Activity
Within the records below, find each line that holds the string "Transformable", then copy it.

···

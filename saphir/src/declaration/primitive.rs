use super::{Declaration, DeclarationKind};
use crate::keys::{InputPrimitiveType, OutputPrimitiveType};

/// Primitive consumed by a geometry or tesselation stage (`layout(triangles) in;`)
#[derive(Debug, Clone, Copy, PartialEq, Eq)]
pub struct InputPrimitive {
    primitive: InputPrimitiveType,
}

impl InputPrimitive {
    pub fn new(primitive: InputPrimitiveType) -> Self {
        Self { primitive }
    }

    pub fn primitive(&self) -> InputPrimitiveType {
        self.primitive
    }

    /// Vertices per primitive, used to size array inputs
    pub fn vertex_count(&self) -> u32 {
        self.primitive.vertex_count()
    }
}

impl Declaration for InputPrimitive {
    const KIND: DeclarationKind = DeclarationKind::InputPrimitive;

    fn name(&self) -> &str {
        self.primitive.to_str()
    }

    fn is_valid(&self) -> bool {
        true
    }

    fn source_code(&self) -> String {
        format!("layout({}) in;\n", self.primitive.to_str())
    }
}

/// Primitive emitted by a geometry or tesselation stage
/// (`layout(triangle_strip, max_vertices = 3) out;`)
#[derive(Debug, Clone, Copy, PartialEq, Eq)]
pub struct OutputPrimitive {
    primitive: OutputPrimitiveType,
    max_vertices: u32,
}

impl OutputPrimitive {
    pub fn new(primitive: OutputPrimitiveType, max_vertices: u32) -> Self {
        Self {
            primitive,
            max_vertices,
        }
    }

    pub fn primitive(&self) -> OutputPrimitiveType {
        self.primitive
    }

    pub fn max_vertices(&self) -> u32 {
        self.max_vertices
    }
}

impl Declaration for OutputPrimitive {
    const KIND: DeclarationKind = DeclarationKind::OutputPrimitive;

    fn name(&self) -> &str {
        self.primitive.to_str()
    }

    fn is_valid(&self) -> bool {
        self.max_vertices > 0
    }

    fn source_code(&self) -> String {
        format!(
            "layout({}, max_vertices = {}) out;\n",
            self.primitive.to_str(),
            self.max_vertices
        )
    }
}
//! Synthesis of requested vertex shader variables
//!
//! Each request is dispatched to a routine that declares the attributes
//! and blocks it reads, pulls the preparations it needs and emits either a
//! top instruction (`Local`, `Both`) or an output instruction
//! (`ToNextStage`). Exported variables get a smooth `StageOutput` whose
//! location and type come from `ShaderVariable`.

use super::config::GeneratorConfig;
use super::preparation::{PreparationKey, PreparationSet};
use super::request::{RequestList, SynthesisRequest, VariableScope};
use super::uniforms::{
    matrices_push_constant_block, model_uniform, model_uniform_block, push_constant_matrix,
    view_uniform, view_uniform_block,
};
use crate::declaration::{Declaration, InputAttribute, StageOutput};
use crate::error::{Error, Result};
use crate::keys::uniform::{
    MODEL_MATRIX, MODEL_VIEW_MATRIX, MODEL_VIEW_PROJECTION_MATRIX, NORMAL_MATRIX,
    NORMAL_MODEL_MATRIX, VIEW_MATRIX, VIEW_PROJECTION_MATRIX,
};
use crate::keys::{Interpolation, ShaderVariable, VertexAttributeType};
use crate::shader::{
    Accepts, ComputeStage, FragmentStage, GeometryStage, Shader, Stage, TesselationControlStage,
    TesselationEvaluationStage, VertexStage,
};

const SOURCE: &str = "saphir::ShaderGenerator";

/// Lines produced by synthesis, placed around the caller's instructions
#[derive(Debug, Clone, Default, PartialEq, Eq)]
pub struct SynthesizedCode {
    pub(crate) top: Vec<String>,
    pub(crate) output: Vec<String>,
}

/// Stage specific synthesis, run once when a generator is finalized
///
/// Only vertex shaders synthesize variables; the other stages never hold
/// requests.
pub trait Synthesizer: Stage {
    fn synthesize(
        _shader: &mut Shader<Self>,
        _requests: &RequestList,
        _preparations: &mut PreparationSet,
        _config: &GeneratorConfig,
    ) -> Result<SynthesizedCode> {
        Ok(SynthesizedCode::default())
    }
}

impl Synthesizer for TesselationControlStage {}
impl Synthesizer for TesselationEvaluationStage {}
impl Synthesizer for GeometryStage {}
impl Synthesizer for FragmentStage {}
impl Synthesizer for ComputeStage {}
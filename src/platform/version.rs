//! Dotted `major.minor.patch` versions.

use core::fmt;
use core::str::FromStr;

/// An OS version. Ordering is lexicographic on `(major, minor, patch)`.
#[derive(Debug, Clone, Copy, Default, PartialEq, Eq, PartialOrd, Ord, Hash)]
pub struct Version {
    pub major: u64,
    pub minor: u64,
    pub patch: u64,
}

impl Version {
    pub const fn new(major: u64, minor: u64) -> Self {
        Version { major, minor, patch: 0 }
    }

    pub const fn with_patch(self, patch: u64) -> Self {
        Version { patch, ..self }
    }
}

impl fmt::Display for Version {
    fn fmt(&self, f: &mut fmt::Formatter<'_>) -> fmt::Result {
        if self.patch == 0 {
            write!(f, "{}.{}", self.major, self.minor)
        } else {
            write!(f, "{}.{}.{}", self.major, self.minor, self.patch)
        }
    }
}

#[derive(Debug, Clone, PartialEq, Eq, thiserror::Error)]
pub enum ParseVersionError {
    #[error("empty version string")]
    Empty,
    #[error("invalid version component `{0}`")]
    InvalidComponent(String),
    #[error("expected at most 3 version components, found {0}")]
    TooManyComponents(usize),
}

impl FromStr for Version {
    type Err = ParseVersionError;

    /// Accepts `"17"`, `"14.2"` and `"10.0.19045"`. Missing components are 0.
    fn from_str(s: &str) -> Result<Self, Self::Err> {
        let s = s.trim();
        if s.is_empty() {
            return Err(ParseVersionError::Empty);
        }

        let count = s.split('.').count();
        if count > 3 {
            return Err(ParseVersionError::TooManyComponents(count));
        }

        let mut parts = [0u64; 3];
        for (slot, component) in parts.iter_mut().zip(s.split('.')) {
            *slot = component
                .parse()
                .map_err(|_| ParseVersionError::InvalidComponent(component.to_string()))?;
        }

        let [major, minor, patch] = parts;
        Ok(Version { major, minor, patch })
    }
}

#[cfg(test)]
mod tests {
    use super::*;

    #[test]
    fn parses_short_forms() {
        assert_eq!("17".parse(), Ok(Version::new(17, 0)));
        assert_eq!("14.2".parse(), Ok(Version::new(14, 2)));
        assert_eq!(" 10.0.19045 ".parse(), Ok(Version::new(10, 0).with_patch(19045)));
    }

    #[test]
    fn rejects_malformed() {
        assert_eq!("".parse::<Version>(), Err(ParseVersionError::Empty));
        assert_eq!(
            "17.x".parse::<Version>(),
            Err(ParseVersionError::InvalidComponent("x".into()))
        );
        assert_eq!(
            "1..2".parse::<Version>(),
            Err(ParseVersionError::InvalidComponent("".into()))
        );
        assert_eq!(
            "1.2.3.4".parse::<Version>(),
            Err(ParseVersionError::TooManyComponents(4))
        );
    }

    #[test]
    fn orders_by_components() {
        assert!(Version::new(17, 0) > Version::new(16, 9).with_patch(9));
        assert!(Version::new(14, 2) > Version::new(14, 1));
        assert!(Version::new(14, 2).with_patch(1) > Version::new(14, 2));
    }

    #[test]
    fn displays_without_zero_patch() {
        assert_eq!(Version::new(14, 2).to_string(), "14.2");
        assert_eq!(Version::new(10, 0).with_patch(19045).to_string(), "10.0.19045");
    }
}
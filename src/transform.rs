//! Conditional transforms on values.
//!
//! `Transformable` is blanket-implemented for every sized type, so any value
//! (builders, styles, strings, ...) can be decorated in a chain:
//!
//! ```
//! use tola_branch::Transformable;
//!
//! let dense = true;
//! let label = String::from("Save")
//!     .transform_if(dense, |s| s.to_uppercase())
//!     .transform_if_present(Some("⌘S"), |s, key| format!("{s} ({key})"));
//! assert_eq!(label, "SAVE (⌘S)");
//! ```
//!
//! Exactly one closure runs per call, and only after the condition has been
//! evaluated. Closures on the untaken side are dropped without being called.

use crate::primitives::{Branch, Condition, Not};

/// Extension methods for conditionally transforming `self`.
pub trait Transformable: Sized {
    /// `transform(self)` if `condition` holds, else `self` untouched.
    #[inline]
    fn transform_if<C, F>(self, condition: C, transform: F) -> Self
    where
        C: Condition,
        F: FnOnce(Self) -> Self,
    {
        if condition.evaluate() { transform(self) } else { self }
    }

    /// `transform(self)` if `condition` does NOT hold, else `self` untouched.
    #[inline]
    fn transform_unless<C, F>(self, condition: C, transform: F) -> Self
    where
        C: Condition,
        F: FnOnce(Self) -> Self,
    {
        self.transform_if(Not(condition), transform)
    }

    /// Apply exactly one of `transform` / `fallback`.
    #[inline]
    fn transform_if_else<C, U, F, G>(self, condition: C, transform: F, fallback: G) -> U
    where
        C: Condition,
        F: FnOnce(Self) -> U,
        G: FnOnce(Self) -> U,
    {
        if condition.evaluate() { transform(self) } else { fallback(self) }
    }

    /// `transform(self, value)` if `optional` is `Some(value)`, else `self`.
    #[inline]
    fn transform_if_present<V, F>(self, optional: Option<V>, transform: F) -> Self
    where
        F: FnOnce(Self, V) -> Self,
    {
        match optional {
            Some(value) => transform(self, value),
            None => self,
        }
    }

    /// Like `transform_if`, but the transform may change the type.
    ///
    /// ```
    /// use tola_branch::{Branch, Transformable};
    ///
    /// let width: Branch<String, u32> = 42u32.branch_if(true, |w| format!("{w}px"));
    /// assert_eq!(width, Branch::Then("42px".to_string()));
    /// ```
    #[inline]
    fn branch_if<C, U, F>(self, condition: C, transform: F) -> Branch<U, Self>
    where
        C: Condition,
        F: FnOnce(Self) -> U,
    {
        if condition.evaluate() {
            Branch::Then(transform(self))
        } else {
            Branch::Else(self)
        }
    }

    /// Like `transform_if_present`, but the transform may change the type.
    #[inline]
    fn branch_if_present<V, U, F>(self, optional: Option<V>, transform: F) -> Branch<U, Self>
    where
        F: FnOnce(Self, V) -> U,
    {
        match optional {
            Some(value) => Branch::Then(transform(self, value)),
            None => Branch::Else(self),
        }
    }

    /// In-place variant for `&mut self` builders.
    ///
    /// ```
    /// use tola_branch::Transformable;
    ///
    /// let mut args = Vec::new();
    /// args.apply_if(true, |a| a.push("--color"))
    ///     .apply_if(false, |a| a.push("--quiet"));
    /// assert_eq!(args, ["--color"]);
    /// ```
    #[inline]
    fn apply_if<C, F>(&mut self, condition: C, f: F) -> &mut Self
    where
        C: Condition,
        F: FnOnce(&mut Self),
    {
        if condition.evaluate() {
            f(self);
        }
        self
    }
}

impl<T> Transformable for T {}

···

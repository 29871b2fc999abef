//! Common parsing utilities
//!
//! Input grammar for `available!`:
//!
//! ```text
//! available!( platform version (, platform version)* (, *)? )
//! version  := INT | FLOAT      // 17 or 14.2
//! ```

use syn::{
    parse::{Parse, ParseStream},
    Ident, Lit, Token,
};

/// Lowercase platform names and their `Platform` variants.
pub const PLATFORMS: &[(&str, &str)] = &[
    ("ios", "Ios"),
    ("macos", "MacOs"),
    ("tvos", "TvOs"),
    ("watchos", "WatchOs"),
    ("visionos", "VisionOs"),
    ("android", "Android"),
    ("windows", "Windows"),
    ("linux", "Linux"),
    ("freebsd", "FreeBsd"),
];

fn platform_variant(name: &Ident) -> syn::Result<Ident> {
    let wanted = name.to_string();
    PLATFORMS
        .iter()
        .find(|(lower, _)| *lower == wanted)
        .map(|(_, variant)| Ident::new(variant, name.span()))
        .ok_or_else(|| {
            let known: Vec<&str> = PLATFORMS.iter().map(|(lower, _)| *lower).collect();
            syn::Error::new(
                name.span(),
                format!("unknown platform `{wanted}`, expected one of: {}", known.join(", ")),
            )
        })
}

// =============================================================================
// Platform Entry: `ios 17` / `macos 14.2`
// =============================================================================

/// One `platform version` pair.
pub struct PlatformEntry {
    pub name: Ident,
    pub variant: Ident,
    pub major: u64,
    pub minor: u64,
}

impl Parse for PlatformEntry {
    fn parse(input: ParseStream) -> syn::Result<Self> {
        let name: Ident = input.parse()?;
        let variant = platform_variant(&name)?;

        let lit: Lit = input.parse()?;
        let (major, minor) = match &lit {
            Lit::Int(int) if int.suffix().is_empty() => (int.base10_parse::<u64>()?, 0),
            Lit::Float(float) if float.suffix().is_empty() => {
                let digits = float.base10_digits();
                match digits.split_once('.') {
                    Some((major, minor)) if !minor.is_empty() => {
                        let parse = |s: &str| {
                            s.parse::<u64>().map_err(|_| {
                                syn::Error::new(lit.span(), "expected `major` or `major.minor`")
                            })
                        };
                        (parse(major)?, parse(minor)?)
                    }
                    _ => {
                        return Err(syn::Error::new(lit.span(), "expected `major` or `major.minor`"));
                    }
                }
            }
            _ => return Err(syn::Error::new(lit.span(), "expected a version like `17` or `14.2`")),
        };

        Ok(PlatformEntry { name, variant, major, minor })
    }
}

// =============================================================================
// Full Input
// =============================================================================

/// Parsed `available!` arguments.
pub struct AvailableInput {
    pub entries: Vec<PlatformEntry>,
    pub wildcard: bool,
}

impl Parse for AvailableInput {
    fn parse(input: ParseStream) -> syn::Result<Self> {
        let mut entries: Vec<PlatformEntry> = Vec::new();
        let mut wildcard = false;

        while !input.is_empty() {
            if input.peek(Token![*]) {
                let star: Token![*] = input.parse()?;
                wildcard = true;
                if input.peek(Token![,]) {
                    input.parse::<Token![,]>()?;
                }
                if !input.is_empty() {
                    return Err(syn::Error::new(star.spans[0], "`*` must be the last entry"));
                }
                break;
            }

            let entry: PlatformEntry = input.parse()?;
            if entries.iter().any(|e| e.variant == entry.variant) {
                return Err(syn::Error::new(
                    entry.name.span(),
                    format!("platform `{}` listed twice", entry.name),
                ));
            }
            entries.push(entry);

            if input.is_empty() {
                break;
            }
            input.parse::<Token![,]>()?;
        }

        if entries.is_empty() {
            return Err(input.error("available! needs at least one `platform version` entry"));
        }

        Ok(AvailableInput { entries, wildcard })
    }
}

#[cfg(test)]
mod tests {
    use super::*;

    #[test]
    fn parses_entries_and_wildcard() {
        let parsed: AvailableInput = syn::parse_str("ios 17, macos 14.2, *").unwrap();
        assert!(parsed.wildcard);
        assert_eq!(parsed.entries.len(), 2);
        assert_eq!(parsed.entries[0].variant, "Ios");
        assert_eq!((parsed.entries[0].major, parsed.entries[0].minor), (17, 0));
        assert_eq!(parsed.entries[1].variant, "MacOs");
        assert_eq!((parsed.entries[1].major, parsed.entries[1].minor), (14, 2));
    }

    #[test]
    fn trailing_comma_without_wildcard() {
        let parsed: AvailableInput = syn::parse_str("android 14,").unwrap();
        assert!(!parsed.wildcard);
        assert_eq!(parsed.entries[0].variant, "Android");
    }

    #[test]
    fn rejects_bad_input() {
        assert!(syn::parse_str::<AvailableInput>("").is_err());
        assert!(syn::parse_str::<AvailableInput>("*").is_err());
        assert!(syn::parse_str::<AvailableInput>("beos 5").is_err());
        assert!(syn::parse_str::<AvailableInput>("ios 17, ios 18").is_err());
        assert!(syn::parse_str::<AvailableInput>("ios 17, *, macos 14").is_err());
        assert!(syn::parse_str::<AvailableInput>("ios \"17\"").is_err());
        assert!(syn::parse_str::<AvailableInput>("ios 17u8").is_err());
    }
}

···

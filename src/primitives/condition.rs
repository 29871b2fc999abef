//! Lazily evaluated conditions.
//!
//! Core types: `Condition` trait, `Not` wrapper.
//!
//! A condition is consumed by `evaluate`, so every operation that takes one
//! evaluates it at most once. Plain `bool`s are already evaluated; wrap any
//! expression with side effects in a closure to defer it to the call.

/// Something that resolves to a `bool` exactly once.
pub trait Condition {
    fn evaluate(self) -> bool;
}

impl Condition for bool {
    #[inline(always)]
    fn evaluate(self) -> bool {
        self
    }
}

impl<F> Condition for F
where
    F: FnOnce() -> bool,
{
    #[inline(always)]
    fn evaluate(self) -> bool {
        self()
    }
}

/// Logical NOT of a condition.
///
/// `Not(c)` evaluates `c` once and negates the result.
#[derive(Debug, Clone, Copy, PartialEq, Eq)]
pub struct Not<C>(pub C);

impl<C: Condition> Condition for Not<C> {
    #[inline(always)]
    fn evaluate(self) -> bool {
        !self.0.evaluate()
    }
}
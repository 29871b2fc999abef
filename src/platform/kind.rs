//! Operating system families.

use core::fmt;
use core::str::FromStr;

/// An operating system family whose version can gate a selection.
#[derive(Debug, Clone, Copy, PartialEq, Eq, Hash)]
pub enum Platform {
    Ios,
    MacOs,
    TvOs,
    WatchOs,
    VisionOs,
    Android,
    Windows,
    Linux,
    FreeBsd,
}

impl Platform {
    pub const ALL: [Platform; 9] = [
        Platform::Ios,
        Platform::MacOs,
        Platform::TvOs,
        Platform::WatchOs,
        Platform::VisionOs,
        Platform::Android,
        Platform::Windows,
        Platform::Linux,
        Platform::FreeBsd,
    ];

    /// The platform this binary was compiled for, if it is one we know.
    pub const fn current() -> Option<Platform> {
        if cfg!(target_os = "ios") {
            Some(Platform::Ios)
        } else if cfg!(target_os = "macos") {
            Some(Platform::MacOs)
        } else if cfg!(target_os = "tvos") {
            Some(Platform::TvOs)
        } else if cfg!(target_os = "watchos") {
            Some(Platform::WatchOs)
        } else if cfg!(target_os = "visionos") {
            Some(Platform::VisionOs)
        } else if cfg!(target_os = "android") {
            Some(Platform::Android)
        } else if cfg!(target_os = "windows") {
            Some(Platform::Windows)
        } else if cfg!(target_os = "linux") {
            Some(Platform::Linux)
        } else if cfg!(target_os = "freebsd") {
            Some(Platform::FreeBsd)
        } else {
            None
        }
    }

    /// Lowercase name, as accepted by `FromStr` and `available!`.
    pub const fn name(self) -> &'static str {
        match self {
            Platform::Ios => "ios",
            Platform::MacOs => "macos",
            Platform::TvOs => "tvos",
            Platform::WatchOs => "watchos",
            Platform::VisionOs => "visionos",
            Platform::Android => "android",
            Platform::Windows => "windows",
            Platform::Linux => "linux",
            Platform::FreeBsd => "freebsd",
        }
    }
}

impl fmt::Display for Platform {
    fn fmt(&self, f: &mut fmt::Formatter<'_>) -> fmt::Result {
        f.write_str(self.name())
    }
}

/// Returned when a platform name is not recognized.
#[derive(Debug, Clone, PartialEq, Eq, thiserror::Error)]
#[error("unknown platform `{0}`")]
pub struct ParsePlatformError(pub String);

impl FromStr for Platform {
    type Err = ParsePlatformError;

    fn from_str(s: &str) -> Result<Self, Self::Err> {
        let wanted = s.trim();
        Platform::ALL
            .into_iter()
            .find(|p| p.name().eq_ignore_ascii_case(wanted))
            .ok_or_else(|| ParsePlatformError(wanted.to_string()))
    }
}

···

Result
//! `Transformable` is blanket-implemented for every sized type, so any value
//! use tola_branch::Transformable;
pub trait Transformable: Sized {
    /// use tola_branch::{Branch, Transformable};
    /// use tola_branch::Transformable;
impl<T> Transformable for T {}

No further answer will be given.